Sometime prior to April 1982, the Gibsons requested an ownership interest in the Klondike. Beaux offered a proposal that would have immediately given the Gibsons 16.43% of the stock of KIC, and maintained the contingent bonus on sale. However, Beaux's proposal increased by $83,750 the base below which no bonus was payable, reflecting Beaux's increased investment in the property. Pat Gibson rejected this proposal; Beaux threatened to fire him and close down the Klondike. The Gibsons asserted that Beaux then undertook the following acts to force Pat to resign.

First, at a meeting in spring 1982, Beaux told Gibson that he should return $7 in revenue for every $1 of liquor purchased. Beaux said that Gibson had been returning only $2.80, and Beaux demanded to know where the rest of the money was going. Pat believed that Beaux was insinuating that Pat embezzled the difference.

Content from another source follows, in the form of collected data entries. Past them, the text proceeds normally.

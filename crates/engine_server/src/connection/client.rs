//! Client connection representation.
//!
//! This module defines the structure of individual client connections,
//! tracking their session state and the queue feeding their socket.

use crate::auth::UserSession;
use std::net::SocketAddr;
use tokio::sync::mpsc;
use tokio_tungstenite::tungstenite::Message;

/// Represents an individual client connection to the server.
///
/// # Fields
///
/// * `remote_addr` - The network address of the connected client
/// * `session` - Authentication, subscription and lock state
/// * `outbound` - Queue drained by the connection's writer task
#[derive(Debug)]
pub struct ClientConnection {
    /// The remote network address of the client
    pub remote_addr: SocketAddr,

    /// Session state for this connection
    pub session: UserSession,

    /// Messages queued for delivery to this client
    pub outbound: mpsc::Sender<Message>,
}

impl ClientConnection {
    /// Creates a new client connection.
    ///
    /// # Arguments
    ///
    /// * `remote_addr` - The network address of the connecting client
    /// * `outbound` - Sender half of the connection's write queue
    /// * `pre_authenticated` - Whether the session starts authenticated
    ///
    /// # Returns
    ///
    /// A new `ClientConnection` instance ready for use.
    pub fn new(
        remote_addr: SocketAddr,
        outbound: mpsc::Sender<Message>,
        pre_authenticated: bool,
    ) -> Self {
        Self {
            remote_addr,
            session: UserSession::new(pre_authenticated),
            outbound,
        }
    }

    /// Queues a text line without waiting.
    ///
    /// Returns `false` when the queue is full or the writer has gone away.
    pub fn try_send_text(&self, line: &str) -> bool {
        self.outbound
            .try_send(Message::Text(line.to_string().into()))
            .is_ok()
    }
}
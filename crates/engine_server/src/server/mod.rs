//! Core server implementation and connection handling.
//!
//! This module contains the main engine server structure, the per-connection
//! handling logic, the engine output bridge and TLS setup.

pub mod bridge;
pub mod core;
pub mod handlers;
pub mod tls;

pub use core::EngineServer;
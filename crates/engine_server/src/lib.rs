//! # Engine Server
//!
//! Bridges many network clients to a single UCI chess engine over a
//! line-oriented WebSocket protocol.
//!
//! ## Architecture Overview
//!
//! ### Core Components
//!
//! * **Auth Manager** - Passkey, auth policy and lockout
//! * **Connection Manager** - Sessions, subscriber fan-out and the engine lock
//! * **Message Handler** - The per-line protocol state machine
//! * **Engine Manager** - The active engine process and its option lists
//! * **Intelligence Bridge** - Optional re-ranking of the engine's candidates
//!
//! ### Message Flow
//!
//! 1. A client sends one command per text frame
//! 2. The handler checks the session against the auth policy
//! 3. Protocol commands are answered directly
//! 4. Anything else is forwarded to the engine's input queue
//! 5. Engine output is broadcast, unchanged and in order, to every
//!    subscribed connection
//!
//! ### Protocol
//!
//! | Command | Reply |
//! |---|---|
//! | `whoareyou` | `iam chesshook-intermediaryv1` |
//! | `whatengine` | `engine <name>` |
//! | `auth <key>` | `authok` / `autherr` |
//! | `sub` / `unsub` | `subok` / `suberr`, `unsubok` / `unsuberr` |
//! | `lock` / `unlock` | `lockok` / `lockerr`, `unlockok` / `unlockerr` |
//! | anything else | forwarded, no reply |
//!
//! ## Error Handling
//!
//! The server uses structured error types ([`ServerError`], [`EngineError`]):
//!
//! * **Network errors** - Binding and handshake failures
//! * **TLS errors** - Missing or invalid certificate material
//! * **Engine errors** - Spawn, handshake and queue failures
//!
//! Protocol failures are never errors: they are reply tokens.
//!
//! ## Thread Safety
//!
//! * Connections and the lock holder share one `RwLock`
//! * The active engine sits behind an async `Mutex`
//! * Engine I/O runs on dedicated tasks over bounded queues

// Re-export core types and functions for easy access
pub use config::{AuthConfig, EngineConfig, ServerConfig, TlsConfig};
pub use engine::EngineFamily;
pub use error::{EngineError, ServerError};
pub use server::EngineServer;
pub use shutdown::ShutdownState;
pub use utils::{create_server, create_server_with_config};

// Public module declarations
pub mod auth;
pub mod config;
pub mod connection;
pub mod engine;
pub mod error;
pub mod intelligence;
pub mod messaging;
pub mod server;
pub mod shutdown;
pub mod utils;

#[cfg(all(test, unix))]
mod test_support;

#[cfg(test)]
mod tests;
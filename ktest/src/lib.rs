//! ktest — in-kernel test harness
//!
//! A minimal test-execution engine for privileged, long-lived host
//! processes where a conventional test runner cannot be linked in.
//! Independently loaded modules register named test cases with a
//! process-wide registry; a driver runs them on demand, looped variants
//! and setup/teardown fixtures included; per-invocation outcomes cross the
//! execution-context boundary through a caller-supplied [`ResultSink`].
//!
//! The host kernel supplies the allocator and, optionally, a `log`
//! implementation; the harness itself never prints, blocks, or panics.
//!
//! ```
//! use ktest::{registry, CaseDescriptor, CaseReport, ResultSink, RunChannel};
//! use ktest::ktest_assert_eq;
//!
//! struct Boundary;
//!
//! impl ResultSink for Boundary {
//!     fn deliver(&mut self, _report: CaseReport) {
//!         // hand the report across the privilege boundary
//!     }
//! }
//!
//! fn parity(chan: &mut RunChannel<'_>, i: i32, _value: u64) {
//!     ktest_assert_eq!(chan, (2 * i) % 2, 0);
//! }
//!
//! let handle = registry::create("demo_module").unwrap();
//! handle
//!     .register(CaseDescriptor::new("math", "parity", parity).with_loop(0, 4))
//!     .unwrap();
//!
//! let mut sink = Boundary;
//! let summary = registry::run("demo_module", None, &mut sink, 0).unwrap();
//! assert_eq!(summary.iterations, 4);
//! assert!(summary.all_passed());
//!
//! handle.cleanup();
//! ```

#![cfg_attr(not(test), no_std)]

extern crate alloc;

#[macro_use]
pub mod assert;

pub mod case;
pub mod error;
pub mod fixture;
pub mod registry;
pub mod report;
pub mod runner;


// Re-export core types
pub use case::{CaseDescriptor, IterationStatus, TestBody, TestFn};
pub use error::{HarnessError, Result};
pub use fixture::{fixture_case, Fixture, FixtureBodyFn, FixtureCase};
pub use registry::{RegistryHandle, RegistryInfo};
pub use report::{
    CaseReport, Diagnostic, ReportFlags, ResultSink, RunChannel, MAX_PENDING_DIAGNOSTICS,
};
pub use runner::{run_case, RunSummary};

Next, Beaux chose to change the atmosphere of the Klondike by bringing in live country-western or rock music. Pat had fostered a very different atmosphere (featuring a pianist) and was uncomfortable with the new atmosphere. Beaux also gave Pat Gibson specific days off and required that Pat be a "24-hours employee" other days. Finally, Beaux made another proposal for a change in the bonus agreement, offering to guarantee the Gibsons $50,000 upon sale of the Klondike (regardless of when it sold) if Pat continued to work through September 15, 1982. Pat declined this proposal too.

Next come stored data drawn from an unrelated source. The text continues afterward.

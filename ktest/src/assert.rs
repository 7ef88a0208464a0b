//! Assertion and failure reporting
//!
//! Every macro here funnels into [`fail_unless`]: evaluate a condition,
//! and on failure format the diagnostic, attach file/line provenance,
//! bump the invocation's failure counter, and hand the message to the
//! result transport. Failures are recorded, never thrown — a failed
//! assertion does not stop sibling iterations or other tests.
//!
//! Control flow after recording is the caller's choice. Each macro is an
//! expression yielding the condition's truth, so a body can ignore it
//! (plain form), use a `_ret` variant to return early, or inspect the
//! result and `break` out of a labeled cleanup block:
//!
//! ```ignore
//! 'cleanup: {
//!     if !ktest_assert_eq!(chan, got, want) {
//!         break 'cleanup;
//!     }
//!     // ... more checks against the same resource ...
//! }
//! release(resource);
//! ```

use core::fmt;

use crate::report::RunChannel;

/// Record a failure in the channel unless `ok` holds
///
/// Returns `ok` so callers can steer control flow on the outcome. On
/// success there is no side effect.
pub fn fail_unless(
    chan: &mut RunChannel<'_>,
    ok: bool,
    file: &'static str,
    line: u32,
    args: fmt::Arguments<'_>,
) -> bool {
    if !ok {
        chan.record_failure(file, line, alloc::fmt::format(args));
    }
    ok
}

/// Fail the invocation unless the condition is true
#[macro_export]
macro_rules! ktest_assert {
    ($chan:expr, $cond:expr) => {
        $crate::assert::fail_unless(
            $chan,
            $cond,
            file!(),
            line!(),
            format_args!("Failure '{}' occurred", stringify!($cond)),
        )
    };
}

/// Fail the invocation with a formatted message unless the condition is true
#[macro_export]
macro_rules! ktest_assert_msg {
    ($chan:expr, $cond:expr, $($arg:tt)+) => {
        $crate::assert::fail_unless($chan, $cond, file!(), line!(), format_args!($($arg)+))
    };
}

/// Fail the invocation unless the condition is true; return on failure
#[macro_export]
macro_rules! ktest_assert_ret {
    ($chan:expr, $cond:expr) => {
        if !$crate::ktest_assert!($chan, $cond) {
            return;
        }
    };
}

/// Always fail
#[macro_export]
macro_rules! ktest_fail {
    ($chan:expr) => {
        $crate::assert::fail_unless($chan, false, file!(), line!(), format_args!("Failed"))
    };
    ($chan:expr, $($arg:tt)+) => {
        $crate::assert::fail_unless($chan, false, file!(), line!(), format_args!($($arg)+))
    };
}

// Integer comparisons with improved output: the diagnostic embeds both
// operand expressions and both evaluated values in hexadecimal.
#[doc(hidden)]
#[macro_export]
macro_rules! __ktest_assert_cmp {
    ($chan:expr, $x:expr, $op:tt, $y:expr) => {{
        let x = $x;
        let y = $y;
        $crate::assert::fail_unless(
            $chan,
            x $op y,
            file!(),
            line!(),
            format_args!(
                "Assertion '{}{}{}' failed: {}=={:#x}, {}=={:#x}",
                stringify!($x),
                stringify!($op),
                stringify!($y),
                stringify!($x),
                x,
                stringify!($y),
                y
            ),
        )
    }};
}

#[doc(hidden)]
#[macro_export]
macro_rules! __ktest_assert_cmp_ret {
    ($chan:expr, $x:expr, $op:tt, $y:expr) => {
        if !$crate::__ktest_assert_cmp!($chan, $x, $op, $y) {
            return;
        }
    };
}

/// Fail unless `x == y` (integer operands, hex-formatted diagnostic)
#[macro_export]
macro_rules! ktest_assert_eq {
    ($chan:expr, $x:expr, $y:expr) => {
        $crate::__ktest_assert_cmp!($chan, $x, ==, $y)
    };
}

/// Fail unless `x != y`
#[macro_export]
macro_rules! ktest_assert_ne {
    ($chan:expr, $x:expr, $y:expr) => {
        $crate::__ktest_assert_cmp!($chan, $x, !=, $y)
    };
}

/// Fail unless `x < y`
#[macro_export]
macro_rules! ktest_assert_lt {
    ($chan:expr, $x:expr, $y:expr) => {
        $crate::__ktest_assert_cmp!($chan, $x, <, $y)
    };
}

/// Fail unless `x <= y`
#[macro_export]
macro_rules! ktest_assert_le {
    ($chan:expr, $x:expr, $y:expr) => {
        $crate::__ktest_assert_cmp!($chan, $x, <=, $y)
    };
}

/// Fail unless `x > y`
#[macro_export]
macro_rules! ktest_assert_gt {
    ($chan:expr, $x:expr, $y:expr) => {
        $crate::__ktest_assert_cmp!($chan, $x, >, $y)
    };
}

/// Fail unless `x >= y`
#[macro_export]
macro_rules! ktest_assert_ge {
    ($chan:expr, $x:expr, $y:expr) => {
        $crate::__ktest_assert_cmp!($chan, $x, >=, $y)
    };
}

/// [`ktest_assert_eq!`] returning from the enclosing body on failure
#[macro_export]
macro_rules! ktest_assert_eq_ret {
    ($chan:expr, $x:expr, $y:expr) => {
        $crate::__ktest_assert_cmp_ret!($chan, $x, ==, $y)
    };
}

/// [`ktest_assert_ne!`] returning from the enclosing body on failure
#[macro_export]
macro_rules! ktest_assert_ne_ret {
    ($chan:expr, $x:expr, $y:expr) => {
        $crate::__ktest_assert_cmp_ret!($chan, $x, !=, $y)
    };
}

/// [`ktest_assert_lt!`] returning from the enclosing body on failure
#[macro_export]
macro_rules! ktest_assert_lt_ret {
    ($chan:expr, $x:expr, $y:expr) => {
        $crate::__ktest_assert_cmp_ret!($chan, $x, <, $y)
    };
}

/// [`ktest_assert_le!`] returning from the enclosing body on failure
#[macro_export]
macro_rules! ktest_assert_le_ret {
    ($chan:expr, $x:expr, $y:expr) => {
        $crate::__ktest_assert_cmp_ret!($chan, $x, <=, $y)
    };
}

/// [`ktest_assert_gt!`] returning from the enclosing body on failure
#[macro_export]
macro_rules! ktest_assert_gt_ret {
    ($chan:expr, $x:expr, $y:expr) => {
        $crate::__ktest_assert_cmp_ret!($chan, $x, >, $y)
    };
}

/// [`ktest_assert_ge!`] returning from the enclosing body on failure
#[macro_export]
macro_rules! ktest_assert_ge_ret {
    ($chan:expr, $x:expr, $y:expr) => {
        $crate::__ktest_assert_cmp_ret!($chan, $x, >=, $y)
    };
}

/// Fail unless two strings have equal content (not identity)
#[macro_export]
macro_rules! ktest_assert_str_eq {
    ($chan:expr, $x:expr, $y:expr) => {{
        let x: &str = $x;
        let y: &str = $y;
        $crate::assert::fail_unless(
            $chan,
            x == y,
            file!(),
            line!(),
            format_args!(
                "Assertion '{}=={}' failed: {}==\"{}\", {}==\"{}\"",
                stringify!($x),
                stringify!($y),
                stringify!($x),
                x,
                stringify!($y),
                y
            ),
        )
    }};
}

/// Fail unless two strings differ in content
#[macro_export]
macro_rules! ktest_assert_str_ne {
    ($chan:expr, $x:expr, $y:expr) => {{
        let x: &str = $x;
        let y: &str = $y;
        $crate::assert::fail_unless(
            $chan,
            x != y,
            file!(),
            line!(),
            format_args!(
                "Assertion '{}!={}' failed: {}==\"{}\", {}==\"{}\"",
                stringify!($x),
                stringify!($y),
                stringify!($x),
                x,
                stringify!($y),
                y
            ),
        )
    }};
}

/// [`ktest_assert_str_eq!`] returning from the enclosing body on failure
#[macro_export]
macro_rules! ktest_assert_str_eq_ret {
    ($chan:expr, $x:expr, $y:expr) => {
        if !$crate::ktest_assert_str_eq!($chan, $x, $y) {
            return;
        }
    };
}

Pat resigned voluntarily on May 21, 1982. He worked an additional month under a separate agreement.

The Gibsons claimed that they were owed salary payments; Beaux disputed this because he believed certain checks the Gibsons had written on the KIC account were properly chargeable to the Gibsons' salary. The Gibsons recorded a lien for wages against the Klondike.

Beaux sold the Klondike Inn for $735,000 as a stock sale of KIC (to avoid the Gibsons' lis pendens ) on February 1, 1983. The sale included the hotel complex, parking lots, hillside lots, liquor license and receivables, and five residential condominium units. Under the terms of the sale agreement, Beaux retained a security interest in the Klondike. As a result of the buyers' subsequent default, Beaux foreclosed his security interest. He now holds the Klondike personally.

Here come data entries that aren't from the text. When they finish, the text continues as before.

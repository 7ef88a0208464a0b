//! Execution engine
//!
//! Expands a descriptor's loop range and dispatches each iteration through
//! the [`TestBody`](crate::case::TestBody) trait object, flushing the
//! invocation channel after every single invocation. Iterations run
//! sequentially in ascending order and are independent trials: a failure in
//! iteration `i` never aborts iteration `i + 1`, so a parameter sweep always
//! covers its whole range.

use log::debug;

use crate::{
    case::{CaseDescriptor, IterationStatus},
    report::{ReportFlags, ResultSink, RunChannel},
};

/// Aggregate outcome of a run, for the driving caller
///
/// The per-iteration detail goes to the sink; this is only the tally.
#[derive(Debug, Clone, Copy, Default, PartialEq, Eq)]
pub struct RunSummary {
    /// Invocations dispatched, skipped ones included
    pub iterations: u32,
    /// Assertion failures across all invocations
    pub failures: u32,
    /// Iterations declined by fixture setup
    pub skipped: u32,
}

impl RunSummary {
    pub fn merge(&mut self, other: RunSummary) {
        self.iterations += other.iterations;
        self.failures += other.failures;
        self.skipped += other.skipped;
    }

    pub fn all_passed(&self) -> bool {
        self.failures == 0
    }
}

/// Execute one descriptor against the given sink
///
/// `value` is the opaque per-run word chosen by the driver; it is forwarded
/// verbatim to every iteration. A single logical invocation occupies the
/// host context exclusively, so iterations are never run concurrently.
pub fn run_case(case: &CaseDescriptor, sink: &mut dyn ResultSink, value: u64) -> RunSummary {
    let mut summary = RunSummary::default();
    let mut chan = RunChannel::new(sink, case.suite(), case.name());

    debug!("running {}.{}", case.suite(), case.name());
    for i in case.iterations() {
        let status = case.entry().invoke(&mut chan, i, value);

        let mut flags = ReportFlags::empty();
        if status == IterationStatus::Skipped {
            flags |= ReportFlags::SKIPPED;
            summary.skipped += 1;
        }
        summary.failures += chan.failures();
        summary.iterations += 1;

        // One report per invocation so the collaborator can attribute
        // failures to the exact iteration that produced them
        chan.flush(i, flags);
    }
    summary
}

The Gibsons sued Beaux to foreclose their wage lien and recover damages for his alleged breach of the bonus agreement. Following a bench trial, the court determined that the value of the Klondike for the purpose of the bonus calculation was $465,000. The court found that the Gibsons had performed their duties fully. The court reduced this sum by 7/68 (to $106,967.25) to reflect that the Gibsons were not employed at the Klondike for seven of the 68 months between the agreement's execution and the sale. 2

The trial court held that the Gibsons had no enforceable rights pursuant to their oral agreement with Beaux because it had been integrated into the written...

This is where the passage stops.